IV. TRES CORAZONES

Se revolvía entre sueños, había conciliado por fin fuera de sí pues aquel episodio de Marin le había alterado lo indecible. Entre aquel sueño inquieto veía el hermoso rostro de su compañera y también veía al extranjero de ojos azules. Entre tantas imágenes mezcladas recordó a aquel chico y abrió los ojos, apenas amanecía.

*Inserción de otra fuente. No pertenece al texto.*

fn fill_address(session: &mut FormSession) -> anyhow::Result<()> {
    set_all(
        session,
        &[
            (names::PERM_PROVINCE, "Bagmati"),
            (names::PERM_DISTRICT, "Kathmandu"),
            (names::PERM_MUNICIPALITY, "Kirtipur"),
            (names::PERM_WARD, "5"),
            (names::PERM_ADDRESS, "Naya Bazar"),
        ],
    )?;
    session.set_field(names::SAME_ADDRESS, true, EditOrigin::User)?;
    Ok(())
}

fn fill_nominee(session: &mut FormSession) -> anyhow::Result<()> {
    set_all(
        session,
        &[
            (names::NOMINEE_NAME, "Hari Thapa"),
            (names::NOMINEE_RELATION, "Father"),
            (names::NOMINEE_DOB_AD, "1962-08-01"),
            (names::NOMINEE_CONTACT, "9851000000"),
        ],
    )
}

fn fill_contact(session: &mut FormSession) -> anyhow::Result<()> {
    set_all(
        session,
        &[
            (names::EMAIL, "ram.thapa@example.com"),
            (names::MOBILE, "9841234567"),
            (names::IS_PEP, "no"),
            (names::IS_AML, "no"),
        ],
    )?;
    session.set_field(names::DECLARATION, true, EditOrigin::User)?;
    for (slot, name, kind) in [
        (DocumentSlot::Photo, "photo.png", "image/png"),
        (DocumentSlot::CitizenshipFront, "front.pdf", "application/pdf"),
        (DocumentSlot::CitizenshipBack, "back.jpg", "image/jpeg"),
        (DocumentSlot::Signature, "sign.png", "image/png"),
    ] {
        session.stage_document(slot, StagedFile::new(name, kind, vec![42u8; 2048]))?;
    }
    Ok(())
}

/// Walks steps 1..=4 with save-and-continue, ending on the last step.
async fn walk_to_last_step(
    service: &KycService<SledProgressStore>,
    session: &mut FormSession,
) -> anyhow::Result<()> {
    fill_personal(session)?;
    service.save_and_continue(session).await?;
    fill_occupation(session)?;
    service.save_and_continue(session).await?;
    fill_address(session)?;
    service.save_and_continue(session).await?;
    fill_nominee(session)?;
    service.save_and_continue(session).await?;
    fill_contact(session)?;
    Ok(())
}

async fn loaded_reference(
    service: &KycService<SledProgressStore>,
    gate: &ReadinessGate,
) -> anyhow::Result<ReferenceOptions> {
    let options = ReferenceOptions::new();
    service.load_reference(&options, &StaticReference, gate).await?;
    anyhow::ensure!(gate.snapshot().all(), "reference data incomplete");
    Ok(options)
}

#[tokio::test]
async fn complete_application_and_submit() -> anyhow::Result<()> {
    kyc_onboarding::logging::init();
    let temp_dir = tempdir()?;
    let (store, service) = sled_service(&temp_dir)?;
    let mut session = service.new_session("POL-2025-001", today());

    walk_to_last_step(&service, &mut session).await?;
    assert_eq!(session.current_step(), 5);
    assert_eq!(session.highest_step(), 5);

    // Gate stays closed until the mobile number is verified
    let err = service.request_submit(&mut session).await.unwrap_err();
    assert_eq!(err, KycError::Submit(SubmitBlocked::MobileNotVerified));

    service.send_otp(&mut session).await?;
    assert_eq!(
        service.verify_otp(&mut session, "000000").await,
        Err(KycError::Otp(OtpError::InvalidCode))
    );
    service.verify_otp(&mut session, CODE).await?;
    assert!(session.is_mobile_verified());
    assert_eq!(
        session.set_field(names::MOBILE, "9801111111", EditOrigin::User),
        Err(FieldError::MobileLocked)
    );

    let summary = service.request_submit(&mut session).await?;
    assert_eq!(summary.entry("First Name"), Some("Ram"));
    assert_eq!(summary.entry("Date of Birth (BS)"), Some("2047-02-06"));
    assert_eq!(summary.entry("Temporary Municipality"), Some("Kirtipur"));
    assert!(summary.documents.iter().all(|d| d.url.is_some()));

    // Staged files were promoted to stored references by the save
    let photo_url = session
        .documents()
        .existing_url(DocumentSlot::Photo)
        .context("photo not stored")?
        .to_string();
    assert!(session.documents().staged(DocumentSlot::Photo).is_none());
    let stored = store.document(&photo_url)?.context("photo blob missing")?;
    assert_eq!(stored.file_name, "photo.png");

    let receipt = service
        .confirm_submit(&mut session, &summary, true)
        .await?
        .context("submission declined")?;
    assert!(receipt.reference.starts_with("kyc1"));
    assert!(session.is_submitted());
    assert_eq!(
        store.submission("POL-2025-001")?.map(|r| r.reference),
        Some(receipt.reference)
    );

    assert_eq!(
        session.set_field(names::EMAIL, "other@example.com", EditOrigin::User),
        Err(FieldError::AlreadySubmitted)
    );
    Ok(())
}

#[tokio::test]
async fn declined_and_stale_confirmations() -> anyhow::Result<()> {
    let temp_dir = tempdir()?;
    let (store, service) = sled_service(&temp_dir)?;
    let mut session = service.new_session("POL-2025-002", today());

    walk_to_last_step(&service, &mut session).await?;
    service.send_otp(&mut session).await?;
    service.verify_otp(&mut session, CODE).await?;

    let summary = service.request_submit(&mut session).await?;
    let revision = session.revision();
    assert_eq!(service.confirm_submit(&mut session, &summary, false).await?, None);
    assert_eq!(session.revision(), revision);
    assert!(!session.is_submitted());

    // An edit after the summary was built invalidates it
    session.set_field(names::EMAIL, "ram@example.org", EditOrigin::User)?;
    assert_eq!(
        service.confirm_submit(&mut session, &summary, true).await,
        Err(KycError::Submit(SubmitBlocked::StaleConfirmation))
    );
    assert!(store.submission("POL-2025-002")?.is_none());

    let fresh = service.request_submit(&mut session).await?;
    assert!(service.confirm_submit(&mut session, &fresh, true).await?.is_some());
    Ok(())
}

#[tokio::test]
async fn submit_only_from_last_step() -> anyhow::Result<()> {
    let temp_dir = tempdir()?;
    let (_store, service) = sled_service(&temp_dir)?;
    let mut session = service.new_session("POL-2025-003", today());

    assert_eq!(
        service.request_submit(&mut session).await,
        Err(KycError::Submit(SubmitBlocked::NotOnLastStep { current: 1 }))
    );

    let err = service.save_and_continue(&mut session).await.unwrap_err();
    assert!(matches!(err, KycError::Navigation(NavigationError::Incomplete(_))));
    assert!(service.user_message(&err).contains("and"));
    assert_eq!(session.current_step(), 1);
    Ok(())
}

#[tokio::test]
async fn failed_save_leaves_session_untouched() -> anyhow::Result<()> {
    let service = KycService::new(
        Arc::new(RejectingStore),
        Arc::new(FixedCodeOtp),
        FormConfig::default(),
    );
    let mut session = service.new_session("POL-2025-004", today());
    fill_personal(&mut session)?;
    session.stage_document(
        DocumentSlot::Photo,
        StagedFile::new("photo.png", "image/png", vec![1u8; 64]),
    )?;
    let revision = session.revision();

    let err = service.save_and_continue(&mut session).await.unwrap_err();
    assert!(err.is_blocking());
    assert_eq!(service.user_message(&err), "Policy is locked for review");
    assert_eq!(session.current_step(), 1);
    assert_eq!(session.revision(), revision);
    assert!(session.documents().staged(DocumentSlot::Photo).is_some());

    // Retrying is safe and fails the same way
    let again = service.save_progress(&mut session).await.unwrap_err();
    assert_eq!(again.user_message(), "Policy is locked for review");
    Ok(())
}

#[tokio::test]
async fn save_requires_a_policy_number() -> anyhow::Result<()> {
    let temp_dir = tempdir()?;
    let (_store, service) = sled_service(&temp_dir)?;
    let mut session = service.new_session("", today());
    assert_eq!(
        service.save_progress(&mut session).await,
        Err(KycError::Persistence(PersistenceError::MissingPolicy))
    );
    Ok(())
}

#[tokio::test(start_paused = true)]
async fn stalled_save_times_out() -> anyhow::Result<()> {
    let service = KycService::new(
        Arc::new(StalledStore),
        Arc::new(FixedCodeOtp),
        FormConfig::default(),
    );
    let mut session = service.new_session("POL-2025-005", today());
    assert_eq!(
        service.save_progress(&mut session).await,
        Err(KycError::Persistence(PersistenceError::Timeout(30_000)))
    );
    Ok(())
}

#[tokio::test(start_paused = true)]
async fn resume_restores_progress() -> anyhow::Result<()> {
    let temp_dir = tempdir()?;
    let (_store, service) = sled_service(&temp_dir)?;

    let mut first = service.new_session("POL-2025-006", today());
    walk_to_last_step(&service, &mut first).await?;
    service.send_otp(&mut first).await?;
    service.verify_otp(&mut first, CODE).await?;
    first.add_additional_document(
        "Electricity bill",
        StagedFile::new("bill.pdf", "application/pdf", vec![3u8; 512]),
    )?;
    service.save_progress(&mut first).await?;

    // A later visit: reference data arrives in its own time
    let gate = ReadinessGate::new();
    let options = loaded_reference(&service, &gate).await?;
    let config = FormConfig::default();
    let orchestrator = PrefillOrchestrator::new(&config.prefill, &gate, &options, &options);

    let mut resumed = service.new_session("POL-2025-006", today());
    let report = service
        .resume_session(&mut resumed, &orchestrator)
        .await?
        .context("nothing was saved")?;

    assert!(report.unmatched.is_empty(), "unmatched: {:?}", report.unmatched);
    assert_eq!(report.resumed_step, 5);
    assert_eq!(resumed.current_step(), 5);
    assert_eq!(resumed.value(names::DOB_BS).as_str(), "2047-02-06");
    assert_eq!(resumed.value(names::OCCUPATION).as_str(), "Student");
    assert_eq!(resumed.value(names::PERM_MUNICIPALITY).as_str(), "Kirtipur");
    assert_eq!(resumed.value(names::TEMP_DISTRICT).as_str(), "Kathmandu");
    assert!(resumed.state(names::TEMP_WARD).readonly);
    assert_eq!(resumed.value(names::IS_PEP).as_str(), "no");
    assert!(resumed.value(names::DECLARATION).is_checked());
    assert!(resumed.is_mobile_verified());
    assert!(resumed.documents().is_satisfied(DocumentSlot::Signature));
    assert_eq!(resumed.documents().additional().len(), 1);

    // Submit straight from the resumed session
    let summary = service.request_submit(&mut resumed).await?;
    assert_eq!(summary.documents.len(), 5);
    assert!(service.confirm_submit(&mut resumed, &summary, true).await?.is_some());
    Ok(())
}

-Es verdad, tengo que hablar con él y evitar que vaya por ahí con chismes.- Se levanto de la austera cama y se dirigió al baño igualmente austero para tomar la ducha matinal.

Se relajaba en la regadera cuando Aioros irrumpió en el baño comiendo unas fresas en una taza.

En realidad a Aioria le daba igual que lo viese desnudo, total eran hermanos.

-¿Y bien? ¿Qué sucedió?.- Inquirió mientras se llevaba una fresa a los labios recargado en el lavabo.

-Bueno, no mucho, tuve una discusión con Marin y antes ese pequeño idiota me hizo enfadar.- Le contestó arrugando el rostro.

-Jajaja ¿Quién? ¿El discípulo de Camus? Bueno Aioria quien sabe que le habrás hecho o que le intentaste hacer, ya ves no eres infalible y espero que las cosas salgan bien con Marin- Le acerco la toalla cuando vio que cerraba las llaves.

Aioria le miró furioso y le arrebató la toalla.

-Yo no hice nada esta vez.-

-Ya bueno, no te enojes y apúrate para que desayunemos y me acompañes al pueblo.-

-¿Al pueblo? ¿No vamos a entrenar?.- Le miró sorprendido.

-Tengo un poco de pereza a demás tiene siglos que no voy al pueblo y hay que comprar víveres.- Levanto ambas cejas curioso pero no dijo nada y se limitó a salir del baño y a vestirse.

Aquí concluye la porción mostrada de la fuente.